The Beatles began recording the song, with a working title of "In the Life of ...", at EMI's Studio Two on 19 January 1967. The line-up as they rehearsed the track was Lennon on piano, McCartney on Hammond organ, George Harrison on acoustic guitar, and Ringo Starr on congas. The band then taped four takes of the rhythm track, by which point Lennon had switched to acoustic guitar and McCartney to piano, with Harrison now playing maracas.

As a link between the end of the second verse, where Lennon sings "I'd love to turn you on", and the start of McCartney's middle-eight, the band included a 24-bar bridge. At first, the Beatles were not sure how to fill this link section.
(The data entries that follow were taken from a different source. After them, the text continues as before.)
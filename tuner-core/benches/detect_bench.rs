use criterion::{criterion_group, criterion_main, BenchmarkId, Criterion};
use std::f64::consts::PI;
use std::hint::black_box;
use tuner_core::{Accuracy, AudioFrame, PitchDetector, TunerConfig};

const SAMPLE_RATE: u32 = 44100;

fn sine_frame(freq: f64, len: usize) -> AudioFrame {
    let samples = (0..len)
        .map(|i| (2.0 * PI * freq * i as f64 / SAMPLE_RATE as f64).sin() as f32)
        .collect();
    AudioFrame::new(samples, SAMPLE_RATE)
}

pub fn detect_benchmark(c: &mut Criterion) {
    let mut group = c.benchmark_group("detect");
    for accuracy in Accuracy::ALL {
        let frame = sine_frame(196.0, accuracy.sample_size());
        let mut detector = match PitchDetector::new(TunerConfig::new(440, 0.1, accuracy)) {
            Ok(detector) => detector,
            Err(e) => panic!("cannot build detector: {}", e),
        };
        group.bench_with_input(
            BenchmarkId::from_parameter(accuracy.label()),
            &frame,
            |b, frame| b.iter(|| detector.detect(black_box(frame))),
        );
    }
    group.finish();
}

criterion_group!(benches, detect_benchmark);
criterion_main!(benches);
At the conclusion of the session on 19 January, the transition consisted of a simple repeated piano chord and the voice of assistant Mal Evans counting out the bars. Evans' voice was treated with gradually increasing amounts of echo. The 24-bar bridge ended with the sound of an alarm clock triggered by Evans. Although the original intent was to edit out the ringing alarm clock when the section was filled in, it complemented McCartney's piece - which begins with the line "Woke up, fell out of bed" - so the decision was made to keep the sound.
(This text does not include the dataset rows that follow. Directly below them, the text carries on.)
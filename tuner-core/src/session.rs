//! # Detector Session
//!
//! The background worker that pulls frames from a capture source, runs them
//! through a [`PitchDetector`] and publishes the latest result.
//!
//! ## Architecture
//! - **Worker thread**: owns the capture source, the detector and its Kalman
//!   lock; nothing else touches them
//! - **Settings**: independent atomics written by the UI and polled once per
//!   frame; a changed snapshot rebuilds the detector
//! - **Results**: a single-slot channel that always holds the newest result
//! - **Cancellation**: a shared flag checked once per iteration

use anyhow::{anyhow, Result};
use crossbeam_channel::{Receiver, Sender, TrySendError};
use std::sync::atomic::{AtomicBool, AtomicU32, AtomicU64, AtomicUsize, Ordering};
use std::sync::Arc;
use std::thread::{self, JoinHandle};

use crate::audio::{ActiveCapture, CaptureSource};
use crate::config::TunerConfig;
use crate::detector::{PitchDetector, PitchError};

/// Tunable values shared between the UI and the worker.
///
/// Each field is read and written on its own; a snapshot may mix an old and
/// a new value for one frame, which only delays a rebuild by that frame.
#[derive(Debug)]
pub struct SharedSettings {
    reference_hz: AtomicU32,
    threshold_bits: AtomicU64,
    frame_size: AtomicUsize,
}

impl SharedSettings {
    pub fn new(config: TunerConfig) -> Self {
        Self {
            reference_hz: AtomicU32::new(config.reference_hz),
            threshold_bits: AtomicU64::new(config.detection_threshold.to_bits()),
            frame_size: AtomicUsize::new(config.frame_size),
        }
    }

    pub fn set_reference_hz(&self, hz: u32) {
        self.reference_hz.store(hz, Ordering::Relaxed);
    }

    pub fn set_detection_threshold(&self, threshold: f64) {
        self.threshold_bits.store(threshold.to_bits(), Ordering::Relaxed);
    }

    pub fn set_frame_size(&self, frame_size: usize) {
        self.frame_size.store(frame_size, Ordering::Relaxed);
    }

    /// Applies every field of `config`.
    pub fn apply(&self, config: TunerConfig) {
        self.set_reference_hz(config.reference_hz);
        self.set_detection_threshold(config.detection_threshold);
        self.set_frame_size(config.frame_size);
    }

    pub fn snapshot(&self) -> TunerConfig {
        TunerConfig {
            reference_hz: self.reference_hz.load(Ordering::Relaxed),
            detection_threshold: f64::from_bits(self.threshold_bits.load(Ordering::Relaxed)),
            frame_size: self.frame_size.load(Ordering::Relaxed),
        }
    }
}

impl Default for SharedSettings {
    fn default() -> Self {
        Self::new(TunerConfig::default())
    }
}

/// Writing half of a single-slot "latest value" channel.
///
/// Publishing into a full slot replaces the stale value, so a slow reader
/// only ever sees the most recent result.
#[derive(Clone)]
pub struct LatestPublisher<T> {
    sender: Sender<T>,
    stale: Receiver<T>,
}

/// Creates a single-slot channel.
pub fn latest_slot<T>() -> (LatestPublisher<T>, Receiver<T>) {
    let (sender, receiver) = crossbeam_channel::bounded(1);
    let publisher = LatestPublisher {
        sender,
        stale: receiver.clone(),
    };
    (publisher, receiver)
}

impl<T> LatestPublisher<T> {
    pub fn publish(&self, value: T) {
        let mut value = value;
        loop {
            match self.sender.try_send(value) {
                Ok(()) => return,
                Err(TrySendError::Full(rejected)) => {
                    let _ = self.stale.try_recv();
                    value = rejected;
                }
                Err(TrySendError::Disconnected(_)) => return,
            }
        }
    }
}

/// Runs the detection loop until `running` is cleared or an error occurs.
///
/// The capture source is started before the loop and stopped on every exit
/// path. Each iteration rebuilds the detector if the settings snapshot
/// changed, then reads, analyses and publishes exactly one frame.
pub fn run_worker<C: CaptureSource>(
    source: C,
    settings: &SharedSettings,
    running: &AtomicBool,
    publisher: &LatestPublisher<Option<PitchError>>,
) -> Result<()> {
    let mut capture = ActiveCapture::start(source)?;

    let mut config = settings.snapshot();
    let mut detector = PitchDetector::new(config)?;
    log::info!("[WORKER] Entering detection loop at {} Hz", capture.sample_rate());

    while running.load(Ordering::Relaxed) {
        let latest = settings.snapshot();
        if latest != config {
            log::info!(
                "[WORKER] Settings changed (A4={} Hz, threshold={:.3}, frame={}), rebuilding detector",
                latest.reference_hz,
                latest.detection_threshold,
                latest.frame_size
            );
            detector = PitchDetector::new(latest)?;
            config = latest;
        }

        let frame = capture.read(config.frame_size)?;
        let detection = detector.detect(&frame)?;
        publisher.publish(detection);
    }

    log::info!("[WORKER] Detection loop finished");
    Ok(())
}

/// A running worker thread and the handles needed to steer it.
pub struct TunerSession {
    settings: Arc<SharedSettings>,
    running: Arc<AtomicBool>,
    handle: Option<JoinHandle<Result<()>>>,
}

impl TunerSession {
    /// Spawns the worker and returns the session with the results receiver.
    ///
    /// `make_source` runs on the worker thread, so capture sources that are
    /// not `Send` can still be used.
    pub fn spawn<C, F>(make_source: F, settings: Arc<SharedSettings>) -> (Self, Receiver<Option<PitchError>>)
    where
        C: CaptureSource,
        F: FnOnce() -> Result<C> + Send + 'static,
    {
        let running = Arc::new(AtomicBool::new(true));
        let (publisher, results) = latest_slot();

        let worker_settings = Arc::clone(&settings);
        let worker_running = Arc::clone(&running);
        let handle = thread::spawn(move || {
            log::info!("[WORKER] Starting worker thread...");
            let outcome = make_source()
                .and_then(|source| run_worker(source, &worker_settings, &worker_running, &publisher));
            if let Err(e) = &outcome {
                log::error!("[WORKER] Worker stopped with error: {:#}", e);
            }
            worker_running.store(false, Ordering::Relaxed);
            outcome
        });

        let session = Self {
            settings,
            running,
            handle: Some(handle),
        };
        (session, results)
    }

    pub fn settings(&self) -> &SharedSettings {
        &self.settings
    }

    /// False once the worker has been cancelled or has stopped on its own.
    pub fn is_running(&self) -> bool {
        self.running.load(Ordering::Relaxed)
    }

    /// Requests cancellation and waits for the worker to release capture.
    pub fn stop(mut self) -> Result<()> {
        self.running.store(false, Ordering::Relaxed);
        match self.handle.take() {
            Some(handle) => handle
                .join()
                .map_err(|_| anyhow!("Worker thread panicked"))?,
            None => Ok(()),
        }
    }
}

impl Drop for TunerSession {
    fn drop(&mut self) {
        self.running.store(false, Ordering::Relaxed);
    }
}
The track was refined with remixing and additional parts added on 20 January and 3 February. During the latter session, McCartney and Starr re-recorded their contributions on bass guitar and drums, respectively. Starr later highlighted his fills on the song as typical of an approach whereby "I try to become an instrument; play the mood of the song. For example, 'Four thousand holes in Blackburn, Lancashire,' - boom ba bom. I try to show that; the disenchanting mood." As on the 1966 track "Rain", music journalist Ben Edmonds recognises Starr's playing as reflective of his empathy with Lennon's songwriting. In Edmonds' description, the drumming on "A Day in the Life" "transcends timekeeping to embody psychedelic drift - mysterious, surprising, without losing sight of its rhythmic role".

Orchestra

The orchestral portions of "A Day in the Life" reflect Lennon and McCartney's interest in the work of avant-garde composers such as Karlheinz Stockhausen, Luciano Berio and John Cage. To fill the empty 24-bar middle section, Lennon's request to George Martin, the band's producer, was that the orchestra should provide "a tremendous build-up, from nothing up to something absolutely like the end of the world". McCartney suggested having the musicians improvise over the segment. To allay concerns that classically trained musicians would be unable to do this, Martin wrote a loose score for the section. Using the rhythm implied by Lennon's staggered intonation on the words "turn you on", the score was an extended, atonal crescendo that encouraged the musicians to improvise within the defined framework. The orchestral part was recorded on 10 February 1967 in Studio One at EMI Studios, with Martin and McCartney conducting a 40-piece orchestra. The recording session was completed at a total cost of £367 (equivalent to £6,113 in 2016) for the players, an extravagance at the time. Martin later described explaining his score to the puzzled orchestra:

What I did there was to write ... the lowest possible note for each of the instruments in the orchestra. At the end of the twenty-four bars, I wrote the highest note ... near a chord of E major. Then I put a squiggly line right through the twenty-four bars, with reference points to tell them roughly what note they should have reached during each bar ... Of course, they all looked at me as though I were completely mad.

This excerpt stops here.